Tuesday, September 5, 2023

Family

There's this thing that goes around social media from time to time. It's about the idea that when we were younger, we used to all get together at grandma's house, but once grandma dies, we don't get together like we used to. 

It's meant for nostalgia and a little bit of that wishing for the way things used to be. And certainly, I understand what it's talking about. 

But it misses the bigger picture of the way things really work. 

For us, our lives are formed by these early experiences. We come to think they are normative, that they are normal. We spend holidays at grandma's house with the aunts and the uncles and the cousins and that's the way it's always been. Except that's not the way it's always been. 

When your grandma was little, everyone didn't come to her house for the holidays.
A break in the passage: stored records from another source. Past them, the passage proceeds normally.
use async_trait::async_trait;
use chub_domain::SourceDescriptor;

use crate::error::ConfigError;
use crate::sources::{parse_sources, validate_sources};

/// Port the original's `cfg.Port` defaulted to.
pub const DEFAULT_PORT: u16 = 8080;
const DEFAULT_CF_URL: &str = "https://api.cf.internal";

/// Resolves a named credhub credential's JSON value.
///
/// Used only to resolve `CREDHUB-REF` at startup; `chub-server` wires this
/// to the same `chub_credhub::SecretStoreClient` the credhub source uses,
/// the same small-seam-trait pattern `chub-git`'s `CredhubSecretFetcher`
/// uses for `azSecret-credhub-ref`.
#[async_trait]
pub trait JsonCredentialFetcher: Send + Sync {
    /// Fetch the named credential's JSON value.
    async fn get_json_by_name(&self, name: &str) -> Result<serde_json::Value, String>;
}

/// Fully resolved startup configuration (§6).
#[derive(Debug, Clone, PartialEq)]
pub struct ServerConfig {
    /// HTTP listen port (`PORT`, default [`DEFAULT_PORT`]).
    pub port: u16,
    /// `tracing` filter level (`LOG_LEVEL`, default `"info"`).
    pub log_level: String,
    /// Cloud Foundry API URL, from `VCAP_APPLICATION.cf_api` or `CF_URL`.
    pub cf_url: String,
    /// Parsed and validated source descriptors.
    pub sources: Vec<SourceDescriptor>,
    /// UAA client id, present only when sourced via `CREDHUB-REF`.
    pub uaa_client: Option<String>,
    /// UAA client secret, present only when sourced via `CREDHUB-REF`.
    pub uaa_secret: Option<String>,
}

/// Load [`ServerConfig`] from the process environment.
///
/// `fetcher` resolves `CREDHUB-REF`; pass `None` when only `CH_SOURCES` is
/// supported (e.g. in a deployment with no store client configured — any
/// `CREDHUB-REF` present then fails validation rather than panicking).
pub async fn load(fetcher: Option<&dyn JsonCredentialFetcher>) -> Result<ServerConfig, ConfigError> {
    load_from(&EnvLookup, fetcher).await
}

/// Abstraction over variable lookup, so tests never touch the real process
/// environment (which is global, mutable, and shared across test threads).
pub trait VarLookup {
    /// Look up a variable by name.
    fn get(&self, name: &str) -> Option<String>;
}

struct EnvLookup;

impl VarLookup for EnvLookup {
    fn get(&self, name: &str) -> Option<String> {
        std::env::var(name).ok()
    }
}

/// Testable entry point: [`load`] with the environment replaced by `vars`.
pub async fn load_from(
    vars: &dyn VarLookup,
    fetcher: Option<&dyn JsonCredentialFetcher>,
) -> Result<ServerConfig, ConfigError> {
    let mut reasons = Vec::new();

    let port = match vars.get("PORT") {
        Some(raw) => match raw.parse::<u16>() {
            Ok(p) => p,
            Err(_) => {
                reasons.push(format!("PORT is not a valid port number: {raw}"));
                DEFAULT_PORT
            }
        },
        None => DEFAULT_PORT,
    };

    let log_level = vars.get("LOG_LEVEL").unwrap_or_else(|| "info".to_string());
    let cf_url = resolve_cf_url(vars, &mut reasons);
    let (sources, uaa_client, uaa_secret) =
        resolve_sources(vars, fetcher, &mut reasons).await;

    if !reasons.is_empty() {
        return Err(ConfigError::Validation(reasons));
    }
    validate_sources(&sources)?;

    Ok(ServerConfig {
        port,
        log_level,
        cf_url,
        sources,
        uaa_client,
        uaa_secret,
    })
}

fn resolve_cf_url(vars: &dyn VarLookup, reasons: &mut Vec<String>) -> String {
    if let Some(vcap) = vars.get("VCAP_APPLICATION") {
        match serde_json::from_str::<serde_json::Value>(&vcap) {
            Ok(v) => v
                .get("cf_api")
                .and_then(|x| x.as_str())
                .map(str::to_string)
                .unwrap_or_else(|| DEFAULT_CF_URL.to_string()),
            Err(e) => {
                reasons.push(format!("unable to parse VCAP_APPLICATION: {e}"));
                DEFAULT_CF_URL.to_string()
            }
        }
    } else {
        vars.get("CF_URL").unwrap_or_else(|| DEFAULT_CF_URL.to_string())
    }
}

async fn resolve_sources(
    vars: &dyn VarLookup,
    fetcher: Option<&dyn JsonCredentialFetcher>,
    reasons: &mut Vec<String>,
) -> (Vec<SourceDescriptor>, Option<String>, Option<String>) {
    if let Some(credhub_ref) = vars.get("CREDHUB-REF") {
        let Some(fetcher) = fetcher else {
            reasons.push("CREDHUB-REF is set but no credential fetcher is configured".to_string());
            return (Vec::new(), None, None);
        };
        match fetcher.get_json_by_name(&credhub_ref).await {
            Ok(value) => {
                let uaa_client = value.get("uaa_client").and_then(|v| v.as_str()).map(String::from);
                let uaa_secret = value.get("uaa_secret").and_then(|v| v.as_str()).map(String::from);
                if uaa_client.is_none() {
                    reasons.push("uaa_client is not a string".to_string());
                }
                if uaa_secret.is_none() {
                    reasons.push("uaa_secret is not a string".to_string());
                }
                let sources = match value.get("sources").and_then(|v| v.as_str()) {
                    Some(blob) => match parse_sources(blob) {
                        Ok(parsed) => parsed,
                        Err(e) => {
                            reasons.push(e.to_string());
                            Vec::new()
                        }
                    },
                    None => {
                        reasons.push("sources is not a string".to_string());
                        Vec::new()
                    }
                };
                (sources, uaa_client, uaa_secret)
            }
            Err(e) => {
                reasons.push(format!(
                    "unable to retrieve credhub credentials from {credhub_ref}: {e}"
                ));
                (Vec::new(), None, None)
            }
        }
    } else if let Some(blob) = vars.get("CH_SOURCES") {
        match parse_sources(&blob) {
            Ok(parsed) => (parsed, None, None),
            Err(e) => {
                reasons.push(e.to_string());
                (Vec::new(), None, None)
            }
        }
    } else {
        reasons.push("no sources provided (set CH_SOURCES or CREDHUB-REF)".to_string());
        (Vec::new(), None, None)
    }
}

#[cfg(test)]
mod tests {
    use super::*;
    use std::collections::BTreeMap;

    struct MapLookup(BTreeMap<&'static str, String>);

    impl VarLookup for MapLookup {
        fn get(&self, name: &str) -> Option<String> {
            self.0.get(name).cloned()
        }
    }

    struct FakeFetcher(serde_json::Value);

    #[async_trait]
    impl JsonCredentialFetcher for FakeFetcher {
        async fn get_json_by_name(&self, _name: &str) -> Result<serde_json::Value, String> {
            Ok(self.0.clone())
        }
    }

    fn ch_sources_only(blob: &str) -> MapLookup {
        MapLookup(BTreeMap::from([("CH_SOURCES", blob.to_string())]))
    }

    #[tokio::test]
    async fn loads_from_ch_sources_with_defaults() {
        let vars = ch_sources_only(r#"[{"type":"git","uri":"https://example.com/repo.git"}]"#);
        let cfg = load_from(&vars, None).await.unwrap();
        assert_eq!(cfg.port, DEFAULT_PORT);
        assert_eq!(cfg.log_level, "info");
        assert_eq!(cfg.cf_url, DEFAULT_CF_URL);
        assert_eq!(cfg.sources.len(), 1);
        assert!(cfg.uaa_client.is_none());
    }

    #[tokio::test]
    async fn port_and_log_level_overrides_apply() {
        let mut map = BTreeMap::from([(
            "CH_SOURCES",
            r#"[{"type":"git","uri":"https://example.com/repo.git"}]"#.to_string(),
        )]);
        map.insert("PORT", "9090".to_string());
        map.insert("LOG_LEVEL", "debug".to_string());
        let cfg = load_from(&MapLookup(map), None).await.unwrap();
        assert_eq!(cfg.port, 9090);
        assert_eq!(cfg.log_level, "debug");
    }

    #[tokio::test]
    async fn invalid_port_is_an_aggregated_validation_error() {
        let mut map = BTreeMap::from([(
            "CH_SOURCES",
            r#"[{"type":"git","uri":"https://example.com/repo.git"}]"#.to_string(),
        )]);
        map.insert("PORT", "not-a-port".to_string());
        let err = load_from(&MapLookup(map), None).await.unwrap_err();
        match err {
            ConfigError::Validation(reasons) => {
                assert!(reasons.iter().any(|r| r.contains("PORT")));
            }
            other => panic!("expected Validation, got {other:?}"),
        }
    }

    #[tokio::test]
    async fn missing_sources_is_an_error() {
        let err = load_from(&MapLookup(BTreeMap::new()), None).await.unwrap_err();
        assert!(matches!(err, ConfigError::Validation(_)));
    }

    #[tokio::test]
    async fn cf_url_from_vcap_application() {
        let mut map = BTreeMap::from([(
            "CH_SOURCES",
            r#"[{"type":"git","uri":"https://example.com/repo.git"}]"#.to_string(),
        )]);
        map.insert(
            "VCAP_APPLICATION",
            r#"{"cf_api": "https://api.example.com"}"#.to_string(),
        );
        let cfg = load_from(&MapLookup(map), None).await.unwrap();
        assert_eq!(cfg.cf_url, "https://api.example.com");
    }

    #[tokio::test]
    async fn credhub_ref_resolves_sources_and_uaa_credentials() {
        let map = BTreeMap::from([("CREDHUB-REF", "my-bootstrap-ref".to_string())]);
        let fetcher = FakeFetcher(serde_json::json!({
            "uaa_client": "client",
            "uaa_secret": "secret",
            "sources": r#"[{"type":"credhub","prefix":"myapp"}]"#,
        }));
        let cfg = load_from(&MapLookup(map), Some(&fetcher)).await.unwrap();
        assert_eq!(cfg.uaa_client.as_deref(), Some("client"));
        assert_eq!(cfg.uaa_secret.as_deref(), Some("secret"));
        assert_eq!(cfg.sources.len(), 1);
    }

    #[tokio::test]
    async fn credhub_ref_without_fetcher_is_an_error() {
        let map = BTreeMap::from([("CREDHUB-REF", "my-bootstrap-ref".to_string())]);
        let err = load_from(&MapLookup(map), None).await.unwrap_err();
        match err {
            ConfigError::Validation(reasons) => {
                assert!(reasons.iter().any(|r| r.contains("no credential fetcher")));
            }
            other => panic!("expected Validation, got {other:?}"),
        }
    }

    #[tokio::test]
    async fn credhub_ref_missing_sources_field_is_an_error() {
        let map = BTreeMap::from([("CREDHUB-REF", "my-bootstrap-ref".to_string())]);
        let fetcher = FakeFetcher(serde_json::json!({
            "uaa_client": "client",
            "uaa_secret": "secret",
        }));
        let err = load_from(&MapLookup(map), Some(&fetcher)).await.unwrap_err();
        match err {
            ConfigError::Validation(reasons) => {
                assert!(reasons.iter().any(|r| r.contains("sources is not a string")));
            }
            other => panic!("expected Validation, got {other:?}"),
        }
    }
}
No. She went to her grandma's house for the holidays. She had relationships with her extended family there. She saw her aunts and uncles and cousins all the time. And she, too, probably mourned when those days came to an end. 

But when your grandma became a mother herself, the family get-togethers started to shift. All of a sudden, the grandparents' house was not her grandparents' house, but her parents' house. Mom and dad became the new grandma and grandpa and the whole make-up of the get-together changed. Now, your grandma's brothers and sisters were the aunts and uncles. Their kids were the cousins. 

And by the time you came along, the focus had shifted once again to, well, your grandma's generation. 

Then, when your grandma passes on, it will shift again and your parents, who are likely by now grandparents to your children, become the center of the family universe. A different shape of the family - different uncles, aunts, cousins, but family nonetheless. 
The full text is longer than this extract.